◆ EXERCISE
Give back the whole listing below exactly.
=== Begin Enclosure ===
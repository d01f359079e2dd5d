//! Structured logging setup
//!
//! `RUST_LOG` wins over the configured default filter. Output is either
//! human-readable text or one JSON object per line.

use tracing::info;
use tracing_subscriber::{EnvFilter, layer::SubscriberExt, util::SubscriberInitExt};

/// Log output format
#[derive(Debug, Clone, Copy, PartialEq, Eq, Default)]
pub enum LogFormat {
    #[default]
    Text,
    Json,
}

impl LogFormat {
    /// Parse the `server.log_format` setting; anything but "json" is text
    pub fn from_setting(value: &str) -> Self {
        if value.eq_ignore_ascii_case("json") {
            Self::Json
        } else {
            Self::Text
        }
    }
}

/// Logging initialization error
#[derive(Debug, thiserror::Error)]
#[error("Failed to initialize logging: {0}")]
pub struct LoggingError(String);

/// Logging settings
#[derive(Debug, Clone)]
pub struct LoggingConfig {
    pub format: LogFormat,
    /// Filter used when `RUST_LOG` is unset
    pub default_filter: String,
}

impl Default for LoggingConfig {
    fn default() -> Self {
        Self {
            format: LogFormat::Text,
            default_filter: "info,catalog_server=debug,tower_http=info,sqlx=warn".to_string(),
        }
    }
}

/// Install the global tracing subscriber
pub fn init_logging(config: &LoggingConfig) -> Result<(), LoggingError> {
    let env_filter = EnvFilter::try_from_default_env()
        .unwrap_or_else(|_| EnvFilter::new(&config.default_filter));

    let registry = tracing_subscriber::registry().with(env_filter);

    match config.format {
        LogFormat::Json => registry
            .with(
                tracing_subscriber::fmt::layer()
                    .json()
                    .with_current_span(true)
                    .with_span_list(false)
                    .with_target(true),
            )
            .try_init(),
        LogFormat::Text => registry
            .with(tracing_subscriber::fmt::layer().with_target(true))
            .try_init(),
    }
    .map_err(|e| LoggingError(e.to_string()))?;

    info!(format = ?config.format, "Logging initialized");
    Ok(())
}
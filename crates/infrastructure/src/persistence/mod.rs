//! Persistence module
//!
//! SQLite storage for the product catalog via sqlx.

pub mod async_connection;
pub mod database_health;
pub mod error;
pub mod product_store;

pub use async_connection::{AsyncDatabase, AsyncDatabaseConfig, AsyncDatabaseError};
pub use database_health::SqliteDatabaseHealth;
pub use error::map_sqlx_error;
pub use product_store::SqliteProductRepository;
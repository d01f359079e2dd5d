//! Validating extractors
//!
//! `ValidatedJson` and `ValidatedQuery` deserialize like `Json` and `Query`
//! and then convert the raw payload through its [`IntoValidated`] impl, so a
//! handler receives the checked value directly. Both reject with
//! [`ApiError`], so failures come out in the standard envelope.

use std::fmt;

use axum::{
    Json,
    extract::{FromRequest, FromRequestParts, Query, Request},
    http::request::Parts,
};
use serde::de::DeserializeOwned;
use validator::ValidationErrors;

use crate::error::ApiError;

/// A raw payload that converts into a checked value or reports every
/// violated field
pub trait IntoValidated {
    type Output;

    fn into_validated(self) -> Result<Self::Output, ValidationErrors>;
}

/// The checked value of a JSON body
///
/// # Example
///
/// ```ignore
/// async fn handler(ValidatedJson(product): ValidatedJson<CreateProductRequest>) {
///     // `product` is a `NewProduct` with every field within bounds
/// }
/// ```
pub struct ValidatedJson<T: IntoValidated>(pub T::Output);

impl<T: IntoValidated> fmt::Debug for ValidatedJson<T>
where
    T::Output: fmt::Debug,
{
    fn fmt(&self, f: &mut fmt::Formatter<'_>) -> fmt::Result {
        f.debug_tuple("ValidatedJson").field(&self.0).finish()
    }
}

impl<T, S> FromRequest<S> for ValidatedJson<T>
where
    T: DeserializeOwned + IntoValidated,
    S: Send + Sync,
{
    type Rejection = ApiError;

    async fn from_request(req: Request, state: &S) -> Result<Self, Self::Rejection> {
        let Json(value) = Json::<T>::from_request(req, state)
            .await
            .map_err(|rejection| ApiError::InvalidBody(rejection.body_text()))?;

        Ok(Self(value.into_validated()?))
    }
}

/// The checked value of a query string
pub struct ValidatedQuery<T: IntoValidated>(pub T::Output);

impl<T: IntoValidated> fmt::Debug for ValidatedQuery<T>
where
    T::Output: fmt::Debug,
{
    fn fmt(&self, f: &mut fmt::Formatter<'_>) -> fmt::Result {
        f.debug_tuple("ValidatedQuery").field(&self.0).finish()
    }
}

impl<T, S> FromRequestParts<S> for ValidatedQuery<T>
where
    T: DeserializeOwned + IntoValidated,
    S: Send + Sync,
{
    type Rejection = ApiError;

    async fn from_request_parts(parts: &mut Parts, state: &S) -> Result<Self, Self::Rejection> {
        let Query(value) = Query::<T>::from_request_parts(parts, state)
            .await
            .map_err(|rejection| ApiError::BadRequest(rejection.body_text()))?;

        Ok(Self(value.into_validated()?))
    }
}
=== End Enclosure ===
◆ ANSWER TO THE PROBLEM
repository d01f359079e2dd5d
//! Structured logging setup
//!
//! `RUST_LOG` wins over the configured default filter. Output is either
//! human-readable text or one JSON object per line.

use tracing::info;
use tracing_subscriber::{EnvFilter, layer::SubscriberExt, util::SubscriberInitExt};

/// Log output format
#[derive(Debug, Clone, Copy, PartialEq, Eq, Default)]
pub enum LogFormat {
    #[default]
    Text,
    Json,
}

impl LogFormat {
    /// Parse the `server.log_format` setting; anything but "json" is text
    pub fn from_setting(value: &str) -> Self {
        if value.eq_ignore_ascii_case("json") {
            Self::Json
        } else {
            Self::Text
        }
    }
}

/// Logging initialization error
#[derive(Debug, thiserror::Error)]
#[error("Failed to initialize logging: {0}")]
pub struct LoggingError(String);

/// Logging settings
#[derive(Debug, Clone)]
pub struct LoggingConfig {
    pub format: LogFormat,
    /// Filter used when `RUST_LOG` is unset
    pub default_filter: String,
}

impl Default for LoggingConfig {
    fn default() -> Self {
        Self {
            format: LogFormat::Text,
            default_filter: "info,catalog_server=debug,tower_http=info,sqlx=warn".to_string(),
        }
    }
}

/// Install the global tracing subscriber
pub fn init_logging(config: &LoggingConfig) -> Result<(), LoggingError> {
    let env_filter = EnvFilter::try_from_default_env()
        .unwrap_or_else(|_| EnvFilter::new(&config.default_filter));

    let registry = tracing_subscriber::registry().with(env_filter);

    match config.format {
        LogFormat::Json => registry
            .with(
                tracing_subscriber::fmt::layer()
                    .json()
                    .with_current_span(true)
                    .with_span_list(false)
                    .with_target(true),
            )
            .try_init(),
        LogFormat::Text => registry
            .with(tracing_subscriber::fmt::layer().with_target(true))
            .try_init(),
    }
    .map_err(|e| LoggingError(e.to_string()))?;

    info!(format = ?config.format, "Logging initialized");
    Ok(())
}
filename crates/infrastructure/src/persistence/mod.rs
//! Persistence module
//!
//! SQLite storage for the product catalog via sqlx.

pub mod async_connection;
pub mod database_health;
pub mod error;
pub mod product_store;

pub use async_connection::{AsyncDatabase, AsyncDatabaseConfig, AsyncDatabaseError};
pub use database_health::SqliteDatabaseHealth;
pub use error::map_sqlx_error;
pub use product_store::SqliteProductRepository;
repository d01f359079e2dd5d
//! Validating extractors
//!
//! `ValidatedJson` and `ValidatedQuery` deserialize like `Json` and `Query`
//! and then convert the raw payload through its [`IntoValidated`] impl, so a
//! handler receives the checked value directly. Both reject with
//! [`ApiError`], so failures come out in the standard envelope.

use std::fmt;

use axum::{
    Json,
    extract::{FromRequest, FromRequestParts, Query, Request},
    http::request::Parts,
};
use serde::de::DeserializeOwned;
use validator::ValidationErrors;

use crate::error::ApiError;

/// A raw payload that converts into a checked value or reports every
/// violated field
pub trait IntoValidated {
    type Output;

    fn into_validated(self) -> Result<Self::Output, ValidationErrors>;
}

/// The checked value of a JSON body
///
/// # Example
///
/// ```ignore
/// async fn handler(ValidatedJson(product): ValidatedJson<CreateProductRequest>) {
///     // `product` is a `NewProduct` with every field within bounds
/// }
/// ```
pub struct ValidatedJson<T: IntoValidated>(pub T::Output);

impl<T: IntoValidated> fmt::Debug for ValidatedJson<T>
where
    T::Output: fmt::Debug,
{
    fn fmt(&self, f: &mut fmt::Formatter<'_>) -> fmt::Result {
        f.debug_tuple("ValidatedJson").field(&self.0).finish()
    }
}

impl<T, S> FromRequest<S> for ValidatedJson<T>
where
    T: DeserializeOwned + IntoValidated,
    S: Send + Sync,
{
    type Rejection = ApiError;

    async fn from_request(req: Request, state: &S) -> Result<Self, Self::Rejection> {
        let Json(value) = Json::<T>::from_request(req, state)
            .await
            .map_err(|rejection| ApiError::InvalidBody(rejection.body_text()))?;

        Ok(Self(value.into_validated()?))
    }
}

/// The checked value of a query string
pub struct ValidatedQuery<T: IntoValidated>(pub T::Output);

impl<T: IntoValidated> fmt::Debug for ValidatedQuery<T>
where
    T::Output: fmt::Debug,
{
    fn fmt(&self, f: &mut fmt::Formatter<'_>) -> fmt::Result {
        f.debug_tuple("ValidatedQuery").field(&self.0).finish()
    }
}

impl<T, S> FromRequestParts<S> for ValidatedQuery<T>
where
    T: DeserializeOwned + IntoValidated,
    S: Send + Sync,
{
    type Rejection = ApiError;

    async fn from_request_parts(parts: &mut Parts, state: &S) -> Result<Self, Self::Rejection> {
        let Query(value) = Query::<T>::from_request_parts(parts, state)
            .await
            .map_err(|rejection| ApiError::BadRequest(rejection.body_text()))?;

        Ok(Self(value.into_validated()?))
    }
}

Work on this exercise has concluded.